*What needs to be done*: Every line between the top of the data below and the line with "and pattern code", both ends included, must be retyped exactly.

*Data extracted from a collection*:

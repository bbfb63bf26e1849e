use rand::Rng;

use super::gradient::palette_index_by_ratio;
use super::Color;

/// Selection name used for a transient random palette.
pub const RANDOM_PALETTE: &str = "random";

/// Number of colors in a generated random palette.
pub const RANDOM_PALETTE_LEN: usize = 10;

const COLOR1: &[Color] = &[
    Color::rgb(0, 0, 0),
    Color::rgb(0, 0, 5),
    Color::rgb(41, 10, 83),
    Color::rgb(57, 9, 98),
    Color::rgb(113, 26, 109),
    Color::rgb(169, 45, 93),
    Color::rgb(234, 103, 37),
    Color::rgb(250, 181, 26),
    Color::rgb(242, 225, 90),
    Color::rgb(252, 254, 165),
];

const COLOR2: &[Color] = &[
    Color::rgb(41, 10, 83),
    Color::rgb(113, 26, 109),
    Color::rgb(234, 103, 37),
    Color::rgb(250, 181, 26),
    Color::rgb(242, 225, 90),
];

const COLOR3: &[Color] = &[
    Color::rgb(234, 103, 37),
    Color::rgb(250, 181, 26),
    Color::rgb(242, 225, 90),
    Color::rgb(0, 0, 0),
    Color::rgb(0, 0, 5),
    Color::rgb(41, 10, 83),
];

/// Named, ordered list of colors.
///
/// Order defines the gradient axis used by distance-based patterns. Built-in
/// palettes are never empty; a palette restored from untrusted input may be,
/// and pattern code must check [`is_empty`](Self::is_empty) before indexing.
#[derive(Debug, Clone, PartialEq)]
pub struct Palette {
    pub name: String,
    pub label: String,
    pub colors: Vec<Color>,
}

impl Palette {
    pub fn new(name: impl Into<String>, label: impl Into<String>, colors: Vec<Color>) -> Self {
        Self { name: name.into(), label: label.into(), colors }
    }

    /// An empty palette; the fallback for unknown names.
    pub fn empty() -> Self {
        Self::new("", "", Vec::new())
    }

    /// A transient palette of `len` uniformly random colors.
    pub fn random<R: Rng + ?Sized>(rng: &mut R, len: usize) -> Self {
        let colors = (0..len).map(|_| random_color(rng)).collect();
        Self::new(RANDOM_PALETTE, "Random", colors)
    }

    #[inline]
    pub fn len(&self) -> usize {
        self.colors.len()
    }

    #[inline]
    pub fn is_empty(&self) -> bool {
        self.colors.is_empty()
    }

    /// Index for `ratio` in `[0, 1]`, or `None` when the palette is empty.
    #[inline]
    pub fn index_by_ratio(&self, ratio: f32) -> Option<usize> {
        (!self.is_empty()).then(|| palette_index_by_ratio(self.len(), ratio))
    }

    #[inline]
    pub fn color_at_ratio(&self, ratio: f32) -> Option<Color> {
        self.index_by_ratio(ratio).map(|i| self.colors[i])
    }
}

/// Uniformly random 8-bit color.
pub fn random_color<R: Rng + ?Sized>(rng: &mut R) -> Color {
    Color::rgb(rng.gen_range(0..=255), rng.gen_range(0..=255), rng.gen_range(0..=255))
}

/// Immutable lookup table of the built-in palettes.
#[derive(Debug, Clone)]
pub struct PaletteStore {
    palettes: Vec<Palette>,
}

impl PaletteStore {
    /// The three built-in palettes: `color1`, `color2`, `color3`.
    pub fn builtin() -> Self {
        Self {
            palettes: vec![
                Palette::new("color1", "Palette A", COLOR1.to_vec()),
                Palette::new("color2", "Palette B", COLOR2.to_vec()),
                Palette::new("color3", "Palette C", COLOR3.to_vec()),
            ],
        }
    }

    pub fn lookup(&self, name: &str) -> Option<&Palette> {
        self.palettes.iter().find(|p| p.name == name)
    }

    /// Like [`lookup`](Self::lookup) but falls back to an empty palette.
    pub fn resolve(&self, name: &str) -> Palette {
        match self.lookup(name) {
            Some(p) => p.clone(),
            None => {
                log::warn!("unknown palette `{name}`, using an empty palette");
                Palette::empty()
            }
        }
    }

    pub fn names(&self) -> impl Iterator<Item = &str> {
        self.palettes.iter().map(|p| p.name.as_str())
    }

    pub fn iter(&self) -> impl Iterator<Item = &Palette> {
        self.palettes.iter()
    }

    /// Name of the palette used for a fresh configuration.
    pub const fn default_name() -> &'static str {
        "color1"
    }
}

impl Default for PaletteStore {
    fn default() -> Self {
        Self::builtin()
    }
}

#[cfg(test)]
mod tests {
    use super::*;
    use rand::SeedableRng;
    use rand::rngs::StdRng;

    #[test]
    fn builtin_palettes_are_non_empty() {
        let store = PaletteStore::builtin();
        assert_eq!(store.names().collect::<Vec<_>>(), ["color1", "color2", "color3"]);
        assert!(store.iter().all(|p| !p.is_empty() && p.colors.iter().all(|c| c.in_gamut())));
    }

    #[test]
    fn lookup_known_and_unknown() {
        let store = PaletteStore::builtin();
        assert_eq!(store.lookup("color2").map(Palette::len), Some(5));
        assert!(store.lookup("nope").is_none());
        assert!(store.resolve("nope").is_empty());
    }

    #[test]
    fn default_palette_exists() {
        assert!(PaletteStore::builtin().lookup(PaletteStore::default_name()).is_some());
    }

    #[test]
    fn color_at_ratio_walks_gradient_axis() {
        let p = PaletteStore::builtin().resolve("color1");
        assert_eq!(p.color_at_ratio(0.0), Some(Color::rgb(0, 0, 0)));
        assert_eq!(p.color_at_ratio(1.0), Some(Color::rgb(252, 254, 165)));
        assert_eq!(Palette::empty().color_at_ratio(0.5), None);
    }

    #[test]
    fn random_palette_has_requested_len() {
        let mut rng = StdRng::seed_from_u64(7);
        let p = Palette::random(&mut rng, RANDOM_PALETTE_LEN);
        assert_eq!(p.len(), 10);
        assert_eq!(p.name, RANDOM_PALETTE);
        assert!(p.colors.iter().all(|c| c.in_gamut()));
    }
}
use crate::error::StorageError;
use crate::render::RasterSurface;
use crate::storage::KeyValueStore;

use super::{ConfigSnapshot, Configuration, FieldSnapshot, RestoreReport};

/// Slot holding the stored configuration JSON.
pub const CONFIG_KEY: &str = "pixelArtConfig";

/// Slot holding a PNG data URL of the last saved frame.
pub const IMAGE_KEY: &str = "pixelGridImage";

/// Slot holding the field-engine snapshot.
pub const FIELD_STATE_KEY: &str = "pixelGridState";

pub fn save_config<K: KeyValueStore + ?Sized>(kv: &mut K, config: &Configuration) -> Result<(), StorageError> {
    let json = ConfigSnapshot::stored_json(config)?;
    kv.set(CONFIG_KEY, &json)?;
    log::info!("configuration saved ({} bytes)", json.len());
    Ok(())
}

/// Loads the stored configuration. `Ok(None)` when nothing was saved.
pub fn load_config<K: KeyValueStore + ?Sized>(kv: &K) -> Result<Option<(Configuration, RestoreReport)>, StorageError> {
    let Some(json) = kv.get(CONFIG_KEY)? else {
        return Ok(None);
    };
    let restored = ConfigSnapshot::restore(&json)?;
    log::info!("configuration loaded: {}", restored.1);
    Ok(Some(restored))
}

pub fn save_field_state<K: KeyValueStore + ?Sized>(kv: &mut K, config: &Configuration) -> Result<(), StorageError> {
    let json = FieldSnapshot::capture(config).to_json()?;
    kv.set(FIELD_STATE_KEY, &json)
}

/// Applies the stored field snapshot on top of `base`. `Ok(None)` when nothing was saved.
pub fn load_field_state<K: KeyValueStore + ?Sized>(
    kv: &K,
    base: &Configuration,
) -> Result<Option<(Configuration, RestoreReport)>, StorageError> {
    let Some(json) = kv.get(FIELD_STATE_KEY)? else {
        return Ok(None);
    };
    Ok(Some(FieldSnapshot::restore(&json, base)?))
}

/// Stores the surface content as a PNG data URL.
pub fn save_image<K, S>(kv: &mut K, surface: &S) -> Result<(), StorageError>
where
    K: KeyValueStore + ?Sized,
    S: RasterSurface + ?Sized,
{
    let url = surface.snapshot_data_url()?;
    kv.set(IMAGE_KEY, &url)
}

/// Paints the stored image onto the surface. Returns `false` when nothing was saved.
pub fn load_image<K, S>(kv: &K, surface: &mut S) -> Result<bool, StorageError>
where
    K: KeyValueStore + ?Sized,
    S: RasterSurface + ?Sized,
{
    let Some(url) = kv.get(IMAGE_KEY)? else {
        return Ok(false);
    };
    surface.restore_data_url(&url)?;
    Ok(true)
}
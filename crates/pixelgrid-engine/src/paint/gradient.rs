use super::Color;

/// Linear blend from `a` to `b`.
///
/// `channel = a + (b - a) * t` per channel. The result is not clamped: callers
/// that allow `t` outside `[0, 1]` must clamp before painting (building a
/// [`FillStyle`](super::FillStyle) does this).
#[inline]
pub fn lerp(a: Color, b: Color, t: f32) -> Color {
    Color::new(
        a.r + (b.r - a.r) * t,
        a.g + (b.g - a.g) * t,
        a.b + (b.b - a.b) * t,
    )
}

/// Maps `ratio` in `[0, 1]` onto a palette of `len` entries.
///
/// Computes `floor(ratio * (len - 1))` and clamps into `[0, len - 1]`, so ratios
/// outside the unit range and NaN still produce a valid index. `len == 0` yields 0;
/// callers must check for an empty palette before indexing.
#[inline]
pub fn palette_index_by_ratio(len: usize, ratio: f32) -> usize {
    if len <= 1 || ratio.is_nan() {
        return 0;
    }
    let last = len - 1;
    let raw = (ratio * last as f32).floor();
    if raw <= 0.0 {
        0
    } else if raw >= last as f32 {
        last
    } else {
        raw as usize
    }
}

#[cfg(test)]
mod tests {
    use super::*;
    use proptest::prelude::*;

    fn channel() -> impl Strategy<Value = f32> {
        (0u8..=255).prop_map(f32::from)
    }

    fn color() -> impl Strategy<Value = Color> {
        (channel(), channel(), channel()).prop_map(|(r, g, b)| Color::new(r, g, b))
    }

    #[test]
    fn lerp_midpoint() {
        let c = lerp(Color::rgb(0, 100, 200), Color::rgb(100, 200, 0), 0.5);
        assert_eq!(c, Color::new(50.0, 150.0, 100.0));
    }

    #[test]
    fn lerp_extrapolates_unclamped() {
        let c = lerp(Color::rgb(0, 0, 0), Color::rgb(200, 200, 200), 1.5);
        assert_eq!(c.r, 300.0);
        assert_eq!(c.clamped().r, 255.0);
    }

    #[test]
    fn index_examples() {
        assert_eq!(palette_index_by_ratio(10, 0.0), 0);
        assert_eq!(palette_index_by_ratio(10, 0.5), 4);
        assert_eq!(palette_index_by_ratio(10, 1.0), 9);
        assert_eq!(palette_index_by_ratio(1, 0.7), 0);
    }

    #[test]
    fn index_out_of_range_ratios_clamp() {
        assert_eq!(palette_index_by_ratio(5, -3.0), 0);
        assert_eq!(palette_index_by_ratio(5, 7.0), 4);
        assert_eq!(palette_index_by_ratio(5, f32::NAN), 0);
        assert_eq!(palette_index_by_ratio(5, f32::INFINITY), 4);
    }

    proptest! {
        #[test]
        fn index_is_always_in_bounds(len in 1usize..64, ratio in 0.0f32..=1.0) {
            prop_assert!(palette_index_by_ratio(len, ratio) < len);
        }

        #[test]
        fn lerp_hits_endpoints(a in color(), b in color()) {
            prop_assert_eq!(lerp(a, b, 0.0), a);
            prop_assert_eq!(lerp(a, b, 1.0), b);
        }
    }
}
//! Palette-driven ("discrete shapes") pattern library.
//!
//! Alpha values are on the 0–255 scale. Where a pattern "sparkles", alpha is drawn
//! uniformly from `[alpha_floor, 255]` on every visit, so frame content is not
//! reproducible; only colors are deterministic.

use rand::Rng;

use crate::coords::{Vec2, Viewport};
use crate::paint::{Color, palette_index_by_ratio};

use super::{CellFill, CellMemo, Grid};

/// Scroll speed of line patterns, in pixels per unit of logical time.
pub const SCROLL_SPEED: f32 = 50.0;

/// Amplitude of the shared drift of radial shapes, in pixels.
pub const SHAPE_DRIFT: f32 = 50.0;

/// Inner cells farther than this from a shape's center sparkle.
pub const SPARKLE_RADIUS: f32 = 40.0;

/// Subtracted from diamond/circle distances before the palette lookup.
pub const CORE_OFFSET: f32 = 30.0;

/// Per-frame inputs shared by every shapes pattern.
#[derive(Debug, Copy, Clone)]
pub struct ShapeCtx<'a> {
    pub viewport: Viewport,
    pub grid: Grid,
    pub time: f32,
    pub palette: &'a [Color],
    pub alpha_floor: f32,
    pub content_size: f32,
}

/// Random alpha in `[floor, 255]`.
#[inline]
pub fn jitter_alpha<R: Rng + ?Sized>(rng: &mut R, floor: f32) -> f32 {
    let floor = if floor.is_nan() { 0.0 } else { floor.clamp(0.0, 255.0) };
    if floor >= 255.0 {
        255.0
    } else {
        rng.gen_range(floor..=255.0)
    }
}

// ── random noise ──────────────────────────────────────────────────────────

/// Noise phase in `[-1, 1]` for cell `(x, y)` at time `t`.
#[inline]
pub fn noise_phase(x: u32, y: u32, t: f32) -> f32 {
    ((x as f32 * 0.1 + t).sin() + (y as f32 * 0.1 + t).cos()) * 0.5
}

/// Palette index of the noise pattern. Deterministic in `(x, y, t, len)`.
#[inline]
pub fn noise_index(x: u32, y: u32, t: f32, len: usize) -> usize {
    palette_index_by_ratio(len, (noise_phase(x, y, t) + 1.0) * 0.5)
}

pub fn random_noise<R, F>(ctx: &ShapeCtx<'_>, rng: &mut R, emit: &mut F)
where
    R: Rng + ?Sized,
    F: FnMut(CellFill) + ?Sized,
{
    if ctx.palette.is_empty() {
        return;
    }
    let cell = ctx.grid.cell;
    for (x, y) in ctx.grid.cells() {
        let color = ctx.palette[noise_index(x, y, ctx.time, ctx.palette.len())];
        let alpha = jitter_alpha(rng, ctx.alpha_floor);
        emit(CellFill::new(x as f32 * cell, y as f32 * cell, color, alpha));
    }
}

// ── scrolling lines ───────────────────────────────────────────────────────

/// Scroll position in `[0, total)` at time `t`. Zero when `total` is not positive.
#[inline]
pub fn scroll_offset(t: f32, total: f32) -> f32 {
    if total > 0.0 { (t * SCROLL_SPEED).rem_euclid(total) } else { 0.0 }
}

/// Color of vertical line `col` (starting at -1).
///
/// Walks the palette forward, then backward, alternating every `len` lines so
/// neighbouring bands mirror each other.
pub fn vertical_line_color(palette: &[Color], col: i32) -> Color {
    let len = palette.len() as i32;
    let n = col + 1;
    let index = n.rem_euclid(len);
    if n.div_euclid(len).rem_euclid(2) == 1 {
        palette[(len - 1 - index) as usize]
    } else {
        palette[index as usize]
    }
}

/// Color of horizontal line `row` (starting at -1).
pub fn row_line_color(palette: &[Color], row: i32) -> Color {
    let len = palette.len() as i32;
    let index = (row % len).abs();
    if (row.abs() / len) % 2 == 1 {
        palette[(len - 1 - index) as usize]
    } else {
        palette[index as usize]
    }
}

/// Position of line `i` after scrolling by `offset`, wrapped into `[0, total)`.
#[inline]
fn wrap(i: i32, cell: f32, offset: f32, total: f32) -> f32 {
    (i as f32 * cell - offset + total * 2.0).rem_euclid(total)
}

/// Shift of the duplicate drawn next to the seam, if `pos` touches it.
#[inline]
pub fn seam_twin(pos: f32, cell: f32, total: f32) -> Option<f32> {
    if pos < cell {
        Some(total)
    } else if pos > total - cell {
        Some(-total)
    } else {
        None
    }
}

/// Columns scrolling horizontally with toroidal wraparound.
pub fn vertical_lines<R, F>(ctx: &ShapeCtx<'_>, memo: &mut CellMemo, rng: &mut R, emit: &mut F)
where
    R: Rng + ?Sized,
    F: FnMut(CellFill) + ?Sized,
{
    let grid = ctx.grid;
    if grid.is_empty() || ctx.palette.is_empty() {
        return;
    }
    let cell = grid.cell;
    let total = grid.total_width();
    let offset = scroll_offset(ctx.time, total);

    for i in -1..=grid.cols as i32 + 1 {
        let cx = wrap(i, cell, offset, total);
        for row in 0..grid.rows as i32 {
            let cy = row as f32 * cell;
            let (color, alpha) = memo.get_or_assign((i, row), || {
                (vertical_line_color(ctx.palette, i), jitter_alpha(rng, ctx.alpha_floor))
            });

            emit(CellFill::new(cx, cy, color, alpha));
            if let Some(dx) = seam_twin(cx, cell, total) {
                emit(CellFill::new(cx + dx, cy, color, alpha));
            }
        }
    }
}

/// Rows scrolling vertically with toroidal wraparound.
pub fn row_lines<R, F>(ctx: &ShapeCtx<'_>, memo: &mut CellMemo, rng: &mut R, emit: &mut F)
where
    R: Rng + ?Sized,
    F: FnMut(CellFill) + ?Sized,
{
    let grid = ctx.grid;
    if grid.is_empty() || ctx.palette.is_empty() {
        return;
    }
    let cell = grid.cell;
    let total = grid.total_height();
    let offset = scroll_offset(ctx.time, total);

    for i in -1..=grid.rows as i32 + 1 {
        let cy = wrap(i, cell, offset, total);
        for col in 0..grid.cols as i32 {
            let cx = col as f32 * cell;
            let (color, alpha) = memo.get_or_assign((i, col), || {
                (row_line_color(ctx.palette, i), jitter_alpha(rng, ctx.alpha_floor))
            });

            emit(CellFill::new(cx, cy, color, alpha));
            if let Some(dy) = seam_twin(cy, cell, total) {
                emit(CellFill::new(cx, cy + dy, color, alpha));
            }
        }
    }
}

// ── radial shapes ─────────────────────────────────────────────────────────

/// Distance metric of a radial shape.
#[derive(Debug, Copy, Clone, Eq, PartialEq)]
pub enum ShapeKind {
    /// L1 distance.
    Diamond,
    /// Euclidean distance.
    Circle,
    /// Chebyshev distance with an axis-aligned bound test.
    Square,
}

impl ShapeKind {
    #[inline]
    pub fn distance(self, i: f32, j: f32) -> f32 {
        match self {
            ShapeKind::Diamond => i.abs() + j.abs(),
            ShapeKind::Circle => Vec2::new(i, j).length(),
            ShapeKind::Square => i.abs().max(j.abs()),
        }
    }

    /// Center-to-center distance of the 3×3 layout, as a multiple of the shape size.
    #[inline]
    fn spacing(self) -> f32 {
        match self {
            ShapeKind::Diamond => 0.9,
            ShapeKind::Circle | ShapeKind::Square => 1.0,
        }
    }

    /// Membership test of the boundary ring pass.
    ///
    /// Squares test against the inner half-size even on the ring pass.
    #[inline]
    fn in_ring(self, i: f32, j: f32, half: f32, outer: f32) -> bool {
        match self {
            ShapeKind::Square => in_square(i, j, half),
            _ => self.distance(i, j) <= outer,
        }
    }

    #[inline]
    fn in_core(self, i: f32, j: f32, half: f32) -> bool {
        match self {
            ShapeKind::Square => in_square(i, j, half),
            _ => self.distance(i, j) <= half,
        }
    }

    #[inline]
    fn sparkles(self, i: f32, d: f32) -> bool {
        match self {
            ShapeKind::Square => i.abs() > SPARKLE_RADIUS,
            _ => d > SPARKLE_RADIUS,
        }
    }

    /// Palette ratio of a core cell at distance `d`.
    #[inline]
    fn core_ratio(self, d: f32, half: f32) -> f32 {
        match self {
            ShapeKind::Square => d / half,
            _ => (d - CORE_OFFSET).max(0.0) / half,
        }
    }
}

#[inline]
fn in_square(i: f32, j: f32, half: f32) -> bool {
    i.abs() <= half && j.abs() <= half
}

/// Local offsets `-half, -half + step, …` strictly below `half`, on both axes.
fn window(half: f32, step: f32) -> impl Iterator<Item = (f32, f32)> {
    let count = if half > 0.0 && step > 0.0 { (2.0 * half / step).ceil() as u32 } else { 0 };
    (0..count).flat_map(move |a| {
        (0..count).map(move |b| (-half + a as f32 * step, -half + b as f32 * step))
    })
}

/// Centers of the 3×3 shape layout at the context's time.
pub fn shape_centers(kind: ShapeKind, ctx: &ShapeCtx<'_>) -> [Vec2; 9] {
    let spacing = ctx.content_size * kind.spacing();
    let drift = ctx.time.sin() * SHAPE_DRIFT;
    let center = ctx.viewport.center();

    let mut out = [Vec2::zero(); 9];
    for row in 0..3 {
        for col in 0..3 {
            out[row * 3 + col] = Vec2::new(
                center.x + (col as f32 - 1.0) * spacing,
                center.y + (row as f32 - 1.0) * spacing,
            )
            .shifted(drift);
        }
    }
    out
}

/// Paints the 3×3 layout of `kind` shapes.
pub fn radial_shapes<R, F>(kind: ShapeKind, ctx: &ShapeCtx<'_>, rng: &mut R, emit: &mut F)
where
    R: Rng + ?Sized,
    F: FnMut(CellFill) + ?Sized,
{
    if ctx.palette.is_empty() || !(ctx.grid.cell > 0.0) {
        return;
    }
    for center in shape_centers(kind, ctx) {
        paint_shape(kind, center, ctx, rng, emit);
    }
}

/// Paints one shape: a soft ring at the alpha floor, then a crisp core with a
/// sparkling outer band.
pub fn paint_shape<R, F>(kind: ShapeKind, center: Vec2, ctx: &ShapeCtx<'_>, rng: &mut R, emit: &mut F)
where
    R: Rng + ?Sized,
    F: FnMut(CellFill) + ?Sized,
{
    let cell = ctx.grid.cell;
    let len = ctx.palette.len();
    if len == 0 {
        return;
    }
    let half = ctx.content_size / 2.0;
    let outer = half + cell;

    for (i, j) in window(outer, cell) {
        if !kind.in_ring(i, j, half, outer) {
            continue;
        }
        let d = kind.distance(i, j);
        let color = ctx.palette[palette_index_by_ratio(len, d / outer)];
        emit(CellFill::new(center.x + i, center.y + j, color, ctx.alpha_floor));
    }

    for (i, j) in window(half, cell) {
        if !kind.in_core(i, j, half) {
            continue;
        }
        let d = kind.distance(i, j);
        let alpha = if kind.sparkles(i, d) { jitter_alpha(rng, ctx.alpha_floor) } else { 255.0 };
        let color = ctx.palette[palette_index_by_ratio(len, kind.core_ratio(d, half))];
        emit(CellFill::new(center.x + i, center.y + j, color, alpha));
    }
}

*Exercise response*:
repository bbfb63bf26e1849e
use rand::Rng;

use super::gradient::palette_index_by_ratio;
use super::Color;

/// Selection name used for a transient random palette.
pub const RANDOM_PALETTE: &str = "random";

/// Number of colors in a generated random palette.
pub const RANDOM_PALETTE_LEN: usize = 10;

const COLOR1: &[Color] = &[
    Color::rgb(0, 0, 0),
    Color::rgb(0, 0, 5),
    Color::rgb(41, 10, 83),
    Color::rgb(57, 9, 98),
    Color::rgb(113, 26, 109),
    Color::rgb(169, 45, 93),
    Color::rgb(234, 103, 37),
    Color::rgb(250, 181, 26),
    Color::rgb(242, 225, 90),
    Color::rgb(252, 254, 165),
];

const COLOR2: &[Color] = &[
    Color::rgb(41, 10, 83),
    Color::rgb(113, 26, 109),
    Color::rgb(234, 103, 37),
    Color::rgb(250, 181, 26),
    Color::rgb(242, 225, 90),
];

const COLOR3: &[Color] = &[
    Color::rgb(234, 103, 37),
    Color::rgb(250, 181, 26),
    Color::rgb(242, 225, 90),
    Color::rgb(0, 0, 0),
    Color::rgb(0, 0, 5),
    Color::rgb(41, 10, 83),
];

/// Named, ordered list of colors.
///
/// Order defines the gradient axis used by distance-based patterns. Built-in
/// palettes are never empty; a palette restored from untrusted input may be,
/// and pattern code must check [`is_empty`](Self::is_empty) before indexing.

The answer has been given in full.